2. Kebahagiaan Yang Direnggut

50 15 0
                                    

Sudah sebulan setelah kepergian Ibu, tapi kerinduan akan sosoknya tidak akan pernah habis bagi kelimanya. Dulu saat sedang dihadapkan dengan kematian Bapak, Ibu selalu ada untuk menghibur dan menyemangati mereka, tapi sekarang mereka berlima benar-benar sendiri, tidak ada lagi satupun orang tua yang menemani mereka.

Hari-hari mereka lalui dengan tegar, mencoba bangkit dari semua keterpurukan, karena mereka tahu ini bukan akhir dari segalanya.
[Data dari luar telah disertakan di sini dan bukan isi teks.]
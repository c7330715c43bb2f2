//! Middleware for bearer-token validation against the record store

use axum::{
    body::Body,
    extract::State,
    http::{Request, StatusCode},
    middleware::Next,
    response::Response,
};
use chrono::Utc;
use tracing::error;

use crate::AppState;

/// Identifier of the authenticated user, inserted into request extensions
#[derive(Debug, Clone)]
pub struct CurrentUser {
    pub id: String,
}

/// Extract and validate a bearer access token from the Authorization header
///
/// Token validity is never cached: every request re-queries the token row
/// and compares its stored expiry to now.
pub async fn auth_middleware(
    State(state): State<AppState>,
    mut req: Request<Body>,
    next: Next,
) -> Result<Response, StatusCode> {
    // Extract the Authorization header
    let auth_header = req
        .headers()
        .get(axum::http::header::AUTHORIZATION)
        .and_then(|header| header.to_str().ok())
        .ok_or(StatusCode::UNAUTHORIZED)?;

    let token = auth_header
        .strip_prefix("Bearer ")
        .ok_or(StatusCode::UNAUTHORIZED)?;

    let stored = state
        .tokens
        .find_access_token(token)
        .await
        .map_err(|e| {
            error!("Failed to look up access token: {}", e);
            StatusCode::INTERNAL_SERVER_ERROR
        })?
        .ok_or(StatusCode::UNAUTHORIZED)?;

    if stored.is_expired(Utc::now()) {
        return Err(StatusCode::UNAUTHORIZED);
    }

    req.extensions_mut().insert(CurrentUser {
        id: stored.user_id,
    });

    // Continue with the request
    Ok(next.run(req).await)
}
//! Opaque bearer-token generation and lifetimes

use chrono::Duration;
use rand::RngCore;

/// Access tokens are 32 random bytes, hex-encoded
pub const ACCESS_TOKEN_BYTES: usize = 32;
/// Refresh tokens are 48 random bytes, hex-encoded
pub const REFRESH_TOKEN_BYTES: usize = 48;

/// Access tokens live one hour from issuance
pub fn access_token_ttl() -> Duration {
    Duration::hours(1)
}

/// Refresh tokens live 90 days from issuance
pub fn refresh_token_ttl() -> Duration {
    Duration::days(90)
}

/// Generate a cryptographically random opaque token (hex-encoded)
pub fn generate_token(byte_len: usize) -> String {
    let mut bytes = vec![0u8; byte_len];
    rand::rngs::OsRng.fill_bytes(&mut bytes);
    hex::encode(bytes)
}

#[cfg(test)]
mod tests {
    use super::*;

    #[test]
    fn token_is_hex_of_the_requested_length() {
        let token = generate_token(ACCESS_TOKEN_BYTES);
        assert_eq!(token.len(), ACCESS_TOKEN_BYTES * 2);
        assert!(token.chars().all(|c| c.is_ascii_hexdigit()));
    }

    #[test]
    fn consecutive_tokens_differ() {
        assert_ne!(
            generate_token(REFRESH_TOKEN_BYTES),
            generate_token(REFRESH_TOKEN_BYTES)
        );
    }
}
//! Authentication middleware for bearer-token validation
//!
//! The token is re-checked against the record store on every request; no
//! validity is cached locally.

use axum::{
    extract::State,
    http::Request,
    middleware::Next,
    response::Response,
};
use chrono::Utc;
use tracing::error;

use crate::{error::ApiError, state::AppState};

/// Authenticated user information
#[derive(Debug, Clone)]
pub struct AuthUser {
    pub id: String,
}

/// Authentication middleware
pub async fn auth_middleware(
    State(state): State<AppState>,
    mut req: Request<axum::body::Body>,
    next: Next,
) -> Result<Response, ApiError> {
    // Extract the Authorization header
    let auth_header = req
        .headers()
        .get(axum::http::header::AUTHORIZATION)
        .and_then(|header| header.to_str().ok())
        .ok_or(ApiError::Unauthorized)?;

    // Check if it's a Bearer token
    let token = auth_header
        .strip_prefix("Bearer ")
        .ok_or(ApiError::Unauthorized)?;

    let stored = state
        .session_repository
        .find_access_token(token)
        .await
        .map_err(|e| {
            error!("Failed to look up access token: {}", e);
            ApiError::InternalServerError
        })?
        .ok_or(ApiError::Unauthorized)?;

    if Utc::now() > stored.expires_at {
        return Err(ApiError::Unauthorized);
    }

    // Insert the user into the request extensions
    req.extensions_mut().insert(AuthUser {
        id: stored.user_id,
    });

    // Call the next service
    let response = next.run(req).await;

    Ok(response)
}
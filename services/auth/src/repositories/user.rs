//! User repository for record-store operations

use std::sync::Arc;

use common::error::StoreResult;
use common::store::{ExactFilter, RecordStore};
use serde_json::{Map, Value};
use tracing::info;

use crate::models::{USERS_TABLE, User};

/// User repository
#[derive(Clone)]
pub struct UserRepository {
    store: Arc<dyn RecordStore>,
}

impl UserRepository {
    /// Create a new user repository
    pub fn new(store: Arc<dyn RecordStore>) -> Self {
        Self { store }
    }

    /// Find a user by exact email match
    pub async fn find_by_email(&self, email: &str) -> StoreResult<Option<User>> {
        let rows = self
            .store
            .query(
                USERS_TABLE,
                ExactFilter {
                    field: "email",
                    value: email,
                    max_records: 1,
                },
            )
            .await?;

        rows.first().map(User::from_record).transpose()
    }

    /// Find a user by record id
    pub async fn find_by_id(&self, id: &str) -> StoreResult<Option<User>> {
        let row = self.store.fetch(USERS_TABLE, id).await?;
        row.as_ref().map(User::from_record).transpose()
    }

    /// Find the user carrying the given inline config token
    pub async fn find_by_config_token(&self, token: &str) -> StoreResult<Option<User>> {
        let rows = self
            .store
            .query(
                USERS_TABLE,
                ExactFilter {
                    field: "config_token",
                    value: token,
                    max_records: 1,
                },
            )
            .await?;

        rows.first().map(User::from_record).transpose()
    }

    /// Write a freshly hashed password to the user record
    pub async fn set_password_hash(&self, user_id: &str, password_hash: &str) -> StoreResult<()> {
        info!("Setting password for user: {}", user_id);

        let mut fields = Map::new();
        fields.insert(
            "password_hash".to_string(),
            Value::String(password_hash.to_string()),
        );
        self.store.update(USERS_TABLE, user_id, fields).await?;

        Ok(())
    }

    /// Write the password hash and clear the inline config-token fields in a
    /// single combined update
    pub async fn set_password_and_clear_config_token(
        &self,
        user_id: &str,
        password_hash: &str,
    ) -> StoreResult<()> {
        info!("Setting password via config token for user: {}", user_id);

        let mut fields = Map::new();
        fields.insert(
            "password_hash".to_string(),
            Value::String(password_hash.to_string()),
        );
        fields.insert("config_token".to_string(), Value::String(String::new()));
        fields.insert(
            "config_token_expires_at".to_string(),
            Value::String(String::new()),
        );
        self.store.update(USERS_TABLE, user_id, fields).await?;

        Ok(())
    }
}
Walaupun terkadang bayang-bayang Ibu dan Bapak masih sering terlintas di pikiran kelimanya.

* * *

4 Tahun Setelah Kematian Ibu

"Sudah 4 tahun kak suasana rumah ini sepi tanpa Ibu. Kira-kira sekarang Ibu lagi ngapain ya disana?" Aysa menatap lurus kedepan dengan pandangan kosong.
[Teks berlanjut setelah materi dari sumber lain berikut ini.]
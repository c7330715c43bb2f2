//! Password hashing via bcrypt

/// bcrypt cost factor for the signup password-initialization path
pub const SIGNUP_COST: u32 = 12;

/// bcrypt cost factor for the inline config-token path. Historical value,
/// deliberately left different from the signup path.
pub const CONFIG_TOKEN_COST: u32 = 10;

/// Hash a password with bcrypt at the given cost factor
pub fn hash_password(password: &str, cost: u32) -> Result<String, bcrypt::BcryptError> {
    bcrypt::hash(password, cost)
}

/// Verify a password against a stored bcrypt hash
pub fn verify_password(password: &str, hash: &str) -> Result<bool, bcrypt::BcryptError> {
    bcrypt::verify(password, hash)
}

#[cfg(test)]
mod tests {
    use super::*;

    // Minimum bcrypt cost keeps these tests fast; the production cost
    // constants only change the work factor, not the verify contract.
    const TEST_COST: u32 = 4;

    #[test]
    fn hash_is_not_the_plaintext() {
        let hash = hash_password("secret123", TEST_COST).unwrap();
        assert_ne!(hash, "secret123");
    }

    #[test]
    fn hash_verifies_the_original_password() {
        let hash = hash_password("secret123", TEST_COST).unwrap();
        assert!(verify_password("secret123", &hash).unwrap());
        assert!(!verify_password("not-the-password", &hash).unwrap());
    }
}
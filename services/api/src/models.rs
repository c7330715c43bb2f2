//! API models for response payloads

use chrono::{DateTime, Utc};
use common::error::StoreResult;
use common::store::Record;
use serde::Serialize;

/// Record-store table holding user rows
pub const USERS_TABLE: &str = "Users";
/// Record-store table holding city rows
pub const CITIES_TABLE: &str = "Cities";
/// Record-store table holding access-token rows
pub const ACCESS_TOKENS_TABLE: &str = "AccessTokens";

/// Response for user directory reads
#[derive(Debug, Clone, Serialize)]
#[serde(rename_all = "camelCase")]
pub struct UserResponse {
    pub id: String,
    pub email: String,
    pub first_name: String,
    pub last_name: String,
    pub city_ids: Vec<String>,
}

impl UserResponse {
    pub fn from_record(record: &Record) -> StoreResult<Self> {
        Ok(Self {
            id: record.id.clone(),
            email: record.str_field(USERS_TABLE, "email")?,
            first_name: record.opt_str_field("first_name").unwrap_or_default(),
            last_name: record.opt_str_field("last_name").unwrap_or_default(),
            city_ids: record.str_list_field("city_ids"),
        })
    }
}

/// Response for city directory reads
#[derive(Debug, Clone, Serialize)]
#[serde(rename_all = "camelCase")]
pub struct CityResponse {
    pub id: String,
    pub name: String,
    pub region: Option<String>,
}

impl CityResponse {
    pub fn from_record(record: &Record) -> StoreResult<Self> {
        Ok(Self {
            id: record.id.clone(),
            name: record.str_field(CITIES_TABLE, "name")?,
            region: record.opt_str_field("region"),
        })
    }
}

/// Stored access-token row, as much of it as the middleware needs
#[derive(Debug, Clone)]
pub struct AccessTokenInfo {
    pub user_id: String,
    pub expires_at: DateTime<Utc>,
}

impl AccessTokenInfo {
    pub fn from_record(record: &Record) -> StoreResult<Self> {
        Ok(Self {
            user_id: record.str_field(ACCESS_TOKENS_TABLE, "user_id")?,
            expires_at: record.datetime_field(ACCESS_TOKENS_TABLE, "expires_at")?,
        })
    }
}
"Kakak juga tidak tahu Sa, tapi pasti Ibu bahagia disana." Dara tahu betul apa yang dirasakan Aysa, tapi dia juga tidak dapat berbuat apapun.

"Nanti kita ziarah ya ke makam Ibu, sudah lama tidak kesana." Dayana datang menghampiri keduanya, sepertinya dia mendengar apa yang Aysa dan Dayana bicarakan.

"Iya, nanti kita kesana. Lain kali kalau ada waktu kita ziarah juga ke makam Bapak di Surabaya."

Sore ini seperti perkataan Dayana tadi Pagi, mereka berlima pergi ke makam Ibu untuk sekedar berkunjung dan meletakkan bunga mawar putih kesukaan Ibu tepat didepan nisan nya.

"Bu, aku sama adik-adik dateng, kita juga bawain mawar putih kesukaan Ibu. Maaf baru kesini lagi sekarang." Dhien mengusap lembut nisan bertulis Sekar Ajeng Lesmini tanpa melunturkan senyuman yang terukir di wajahnya.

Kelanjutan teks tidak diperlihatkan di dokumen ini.